Trató de no pensar en las emociones que sus palabras le estaban produciendo por todo el cuerpo y miró a su alrededor con el ceño fruncido.

–¿Seguro? No veo tu caballo blanco por ninguna parte.

–Es que no soy el típico príncipe azul que llega a lomos de un corcel blanco. Yo suelo montar un semental negro, aunque nunca me lo he traído a Francia. Es grande y muy fuerte, pero no le van las discotecas.

No podía dejar de pensar en cuánto brillaban sus ojos mientras la miraban fijamente.

–Nada que ver con la mujer que acabo de ver bailando de manera increíblemente sexy en la barra americana –continuó él–. Una mujer que no parece consciente del caos que ha creado en la discoteca mientras bailaba.

Rosa no podía dejar de sonreír. Era muy consciente de que el nivel de coqueteo se iba intensificando por momentos y se sentía algo abrumada. Ese tipo de situaciones era muy distinto a lo que estaba acostumbrada. No tenía demasiada experiencia en ese terreno. Incluso durante sus años en la universidad de Palermo, los chicos que le gustaban se habían mantenido al margen cuando descubrían quién era. Había aprendido que ningún hombre en su sano juicio querría tener nada que ver con una mujer de la familia Corretti. Nadie se atrevía a ir demasiado lejos con ella por miedo a que uno de sus hermanos o primos fueran después tras él.

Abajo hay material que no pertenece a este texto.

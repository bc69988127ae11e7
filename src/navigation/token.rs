//! Navigation tokens.
//!
//! Every navigation attempt is stamped with a token when it starts
//! resolving. Only the holder of the latest token may mount.

use std::fmt;
use std::sync::atomic::{AtomicU64, Ordering};

use serde::Serialize;

/// Monotonic identity of a navigation attempt.
#[derive(Debug, Clone, Copy, PartialEq, Eq, Hash, PartialOrd, Ord, Serialize)]
pub struct NavigationToken(u64);

impl NavigationToken {
    pub fn value(self) -> u64 {
        self.0
    }
}

impl fmt::Display for NavigationToken {
    fn fmt(&self, f: &mut fmt::Formatter<'_>) -> fmt::Result {
        write!(f, "#{}", self.0)
    }
}

/// Issues tokens and answers whether one is still the latest.
#[derive(Debug, Default)]
pub struct TokenIssuer {
    latest: AtomicU64,
}

impl TokenIssuer {
    pub fn new() -> Self {
        Self::default()
    }

    /// Issue a new token, superseding every earlier one.
    pub fn issue(&self) -> NavigationToken {
        NavigationToken(self.latest.fetch_add(1, Ordering::SeqCst) + 1)
    }

    pub fn latest(&self) -> NavigationToken {
        NavigationToken(self.latest.load(Ordering::SeqCst))
    }

    pub fn is_current(&self, token: NavigationToken) -> bool {
        self.latest.load(Ordering::SeqCst) == token.0
    }
}
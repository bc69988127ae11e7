//! Render targets.
//!
//! # Responsibilities
//! - Hold the markup a controller renders
//! - Resolve container selectors to handles
//!
//! # Design Decisions
//! - The coordinator only sees the `Container` and `Document` traits
//! - In-memory implementations back headless use and tests

use std::collections::HashMap;
use std::fmt;
use std::sync::{Arc, Mutex, PoisonError};

/// An opaque region controllers render into.
pub trait Container: Send + Sync + fmt::Debug {
    /// Selector the container was found by.
    fn selector(&self) -> &str;

    /// Replace the container content.
    fn set_html(&self, html: &str);

    /// Current container content.
    fn html(&self) -> String;

    /// Remove all content.
    fn clear(&self) {
        self.set_html("");
    }
}

/// Looks containers up by selector.
pub trait Document: Send + Sync {
    fn query(&self, selector: &str) -> Option<Arc<dyn Container>>;
}

/// A container holding its markup in memory.
#[derive(Debug)]
pub struct MemoryContainer {
    selector: String,
    html: Mutex<String>,
}

impl MemoryContainer {
    pub fn new(selector: impl Into<String>) -> Self {
        Self {
            selector: selector.into(),
            html: Mutex::new(String::new()),
        }
    }
}

impl Container for MemoryContainer {
    fn selector(&self) -> &str {
        &self.selector
    }

    fn set_html(&self, html: &str) {
        let mut content = self.html.lock().unwrap_or_else(PoisonError::into_inner);
        content.clear();
        content.push_str(html);
    }

    fn html(&self) -> String {
        self.html.lock().unwrap_or_else(PoisonError::into_inner).clone()
    }
}

/// A document with a fixed set of in-memory containers.
#[derive(Debug)]
pub struct MemoryDocument {
    containers: Mutex<HashMap<String, Arc<MemoryContainer>>>,
}

impl MemoryDocument {
    /// A document containing `body` and `#root`.
    pub fn new() -> Self {
        Self::with_selectors(["body", "#root"])
    }

    /// A document containing exactly the given selectors.
    pub fn with_selectors<I, S>(selectors: I) -> Self
    where
        I: IntoIterator<Item = S>,
        S: Into<String>,
    {
        let containers = selectors
            .into_iter()
            .map(|s| {
                let selector = s.into();
                (selector.clone(), Arc::new(MemoryContainer::new(selector)))
            })
            .collect();
        Self {
            containers: Mutex::new(containers),
        }
    }

    /// Add a container, returning the existing one if present.
    pub fn insert(&self, selector: &str) -> Arc<MemoryContainer> {
        self.containers
            .lock()
            .unwrap_or_else(PoisonError::into_inner)
            .entry(selector.to_string())
            .or_insert_with(|| Arc::new(MemoryContainer::new(selector)))
            .clone()
    }
}

impl Default for MemoryDocument {
    fn default() -> Self {
        Self::new()
    }
}

impl Document for MemoryDocument {
    fn query(&self, selector: &str) -> Option<Arc<dyn Container>> {
        self.containers
            .lock()
            .unwrap_or_else(PoisonError::into_inner)
            .get(selector)
            .map(|c| c.clone() as Arc<dyn Container>)
    }
}

#[cfg(test)]
mod tests {
    use super::*;

    #[test]
    fn test_container_content() {
        let container = MemoryContainer::new("body");
        container.set_html("home");
        assert_eq!(container.html(), "home");
        container.clear();
        assert_eq!(container.html(), "");
        assert_eq!(container.selector(), "body");
    }

    #[test]
    fn test_document_query() {
        let document = MemoryDocument::new();
        assert!(document.query("body").is_some());
        assert!(document.query("#root").is_some());
        assert!(document.query("#missing").is_none());

        let inserted = document.insert("#app");
        inserted.set_html("x");
        assert_eq!(document.query("#app").unwrap().html(), "x");
    }
}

Nunca había conocido a nadie que no se sintiera intimidado por la reputación de su poderosa familia y tampoco le habrían permitido a ella que se acercara a un hombre así. Un hombre que emanaba atractivo sexual por los cuatro costados. Casi temía quemarse los dedos si extendía la mano hacia él y lo tocaba.

Sabía que lo más sensato que podía hacer era darse media vuelta y alejarse, regresar al hotel en el que había reservado una habitación y dormir hasta que se le pasaran los efectos del champán. Al día siguiente, se despertaría con un terrible dolor de cabeza y podría decidir entonces lo que iba a hacer con el resto de su vida.

Pero no tenía ganas de ser sensata, todo lo contrario.

Le atraía el desafío de hacer algo inesperado y distinto a su conducta habitual. Creía que así le resultaría más fácil olvidar la angustia y la soledad que sentía. Necesitaba hacer algo que la hiciera sentir viva e ignorar el vacío que tenía en su corazón.

–No quiero que nadie me rescate –le dijo ella mientras tomaba otro sorbo de champán–. Lo que quiero es bailar.

El hombre le quitó la botella de la mano y se la entregó a un camarero.

–También me puedo encargar de eso –repuso mientras le agarraba la mano y la llevaba hacia la pista de baile.

Fue consciente de una repentina y embriagadora sensación de peligro cuando ese hombre la tomó en sus brazos y la música comenzó a sonar con un ritmo muy sensual. Era tan alto… No había conocido nunca a un hombre tan alto. Y su cuerpo parecía muy fuerte y musculoso. Se pasó la lengua por los labios. Creía que no habría mujer en el mundo que pudiera resistirse a sus encantos y fue ese pensamiento el que, lejos de asustarla, hizo que se estremeciera de excitación.

–Ni siquiera sé cómo te llamas –le dijo ella.

–Porque no te lo he dicho.

–¿Y no vas a hacerlo?

–Bueno, supongo que podría hacerlo… –murmuró él–. Si te portas bien.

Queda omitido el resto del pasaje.